The next map shows how much growth each area has had in the last 24 hours.  Circle size corresponds to the number of new cases.

In [122]:
yesterday = today - dt.timedelta(days=1)
yesterday_text = f"{yesterday.month}/{yesterday.day}/{yesterday.year}"

cases_today = df_num_cases.loc[df_num_cases["date"] == today_text]
cases_yesterday = df_num_cases.loc[df_num_cases["date"] == yesterday_text]

cases_delta = []
for row_today in cases_today.values:
    # Grab the num_cases from yesterday.
    row_yesterday = [n for n in cases_yesterday.values if n[1] == row_today[1]]
    if len(row_yesterday) == 0:
        delta_cases = row_today[3]
    else:
        row_yesterday = row_yesterday[0]
        delta_cases = int(row_today[3]) - row_yesterday[3]
    cases_delta.append([row_today[1], delta_cases, row_today[4], row_today[5]])

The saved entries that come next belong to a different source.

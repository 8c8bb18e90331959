//! Broadcast messages and their wire envelope.
//!
//! Every frame on the wire is one JSON object `{type, data, timestamp}`.
//! [`HubMessage`] is adjacently tagged so `type`/`data` come from the enum
//! and [`Envelope`] contributes the `timestamp`.

use chrono::{DateTime, Utc};
use serde::{Deserialize, Serialize};

use crate::ids::ConnectionId;
use crate::snapshot::MetricsSnapshot;
use crate::stages::StageGraph;

/// Where the `system_metrics` block of an initial state came from.
#[derive(Clone, Copy, Debug, PartialEq, Eq, Serialize, Deserialize)]
#[serde(rename_all = "snake_case")]
pub enum SnapshotSource {
    /// Fetched from the provider during the handshake.
    Live,
    /// Latest sample taken by the periodic sampler.
    Cached,
    /// Zeroed placeholder; no data was available.
    Default,
}

/// Self-contained baseline sent once to each new connection.
#[derive(Clone, Debug, PartialEq, Serialize, Deserialize)]
pub struct InitialState {
    /// Fixed stage graph, all idle.
    pub pipeline: StageGraph,
    /// Best available metrics.
    pub system_metrics: MetricsSnapshot,
    /// Provenance of `system_metrics`.
    pub source: SnapshotSource,
}

/// Stage transition reported by a pipeline producer.
#[derive(Clone, Debug, PartialEq, Serialize, Deserialize)]
pub struct PipelineEvent {
    /// Declared stage id.
    pub stage: String,
    /// Producer-defined detail.
    pub payload: serde_json::Value,
}

/// Synthetic broadcast used to verify fan-out end to end.
#[derive(Clone, Debug, PartialEq, Eq, Serialize, Deserialize)]
pub struct TestMessage {
    /// Free-form note.
    pub note: String,
    /// Monotonic counter of test broadcasts.
    pub sequence: u64,
}

/// Acknowledgement sent after registration.
#[derive(Clone, Debug, PartialEq, Eq, Serialize, Deserialize)]
pub struct ConnectionEstablished {
    /// Id assigned to this connection.
    pub connection_id: ConnectionId,
    /// Sampler cadence the client can expect.
    pub sample_interval_ms: u64,
}

/// The fixed set of message kinds.
#[derive(Clone, Debug, PartialEq, Serialize, Deserialize)]
#[serde(tag = "type", content = "data", rename_all = "snake_case")]
pub enum HubMessage {
    /// Handshake baseline.
    InitialState(InitialState),
    /// Periodic metrics sample.
    MetricsUpdate(MetricsSnapshot),
    /// Discrete stage transition.
    PipelineEvent(PipelineEvent),
    /// Full stage graph resync.
    PipelineState(StageGraph),
    /// Synthetic fan-out check.
    TestMessage(TestMessage),
    /// Registration acknowledgement.
    ConnectionEstablished(ConnectionEstablished),
}

/// Discriminant of [`HubMessage`], used for metric labels and logs.
#[derive(Clone, Copy, Debug, PartialEq, Eq, Hash)]
pub enum MessageType {
    /// `initial_state`
    InitialState,
    /// `metrics_update`
    MetricsUpdate,
    /// `pipeline_event`
    PipelineEvent,
    /// `pipeline_state`
    PipelineState,
    /// `test_message`
    TestMessage,
    /// `connection_established`
    ConnectionEstablished,
}

impl MessageType {
    /// Wire name.
    pub fn as_str(self) -> &'static str {
        match self {
            Self::InitialState => "initial_state",
            Self::MetricsUpdate => "metrics_update",
            Self::PipelineEvent => "pipeline_event",
            Self::PipelineState => "pipeline_state",
            Self::TestMessage => "test_message",
            Self::ConnectionEstablished => "connection_established",
        }
    }
}

impl std::fmt::Display for MessageType {
    fn fmt(&self, f: &mut std::fmt::Formatter<'_>) -> std::fmt::Result {
        f.write_str(self.as_str())
    }
}

impl HubMessage {
    /// Discriminant.
    pub fn message_type(&self) -> MessageType {
        match self {
            Self::InitialState(_) => MessageType::InitialState,
            Self::MetricsUpdate(_) => MessageType::MetricsUpdate,
            Self::PipelineEvent(_) => MessageType::PipelineEvent,
            Self::PipelineState(_) => MessageType::PipelineState,
            Self::TestMessage(_) => MessageType::TestMessage,
            Self::ConnectionEstablished(_) => MessageType::ConnectionEstablished,
        }
    }
}

/// A message stamped with its creation time. Immutable once built.
#[derive(Clone, Debug, PartialEq, Serialize, Deserialize)]
pub struct Envelope {
    /// The message.
    #[serde(flatten)]
    pub message: HubMessage,
    /// Creation time, serialized as RFC 3339.
    pub timestamp: DateTime<Utc>,
}

impl Envelope {
    /// Stamp `message` with the current time.
    pub fn new(message: HubMessage) -> Self {
        Self {
            message,
            timestamp: Utc::now(),
        }
    }

    /// Discriminant of the wrapped message.
    pub fn message_type(&self) -> MessageType {
        self.message.message_type()
    }

    /// Serialize to one wire frame.
    pub fn to_frame(&self) -> Result<String, serde_json::Error> {
        serde_json::to_string(self)
    }
}

impl From<HubMessage> for Envelope {
    fn from(message: HubMessage) -> Self {
        Self::new(message)
    }
}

df_cases_delta = pd.DataFrame(cases_delta)
df_cases_delta.columns = ["county", "num_cases", "latitude", "longitude"]

county_map = folium.Map(
    location=[31.9686, -99.9018],
    tiles='cartodbpositron',
    zoom_start=6,
)

df_cases_delta.apply(lambda row: folium.CircleMarker(location=[row["latitude"], row["longitude"]], radius = row["num_cases"]).add_to(county_map), axis=1)

county_map

In [136]:
# Save the data and we're done.

#df_num_cases.columns = ["unnamed", "county", "date", "num_cases", "latitude", "longitude"]
#df_num_cases = df_num_cases.drop(columns=["unnamed"], axis=1)
df_num_cases.to_csv("data.csv")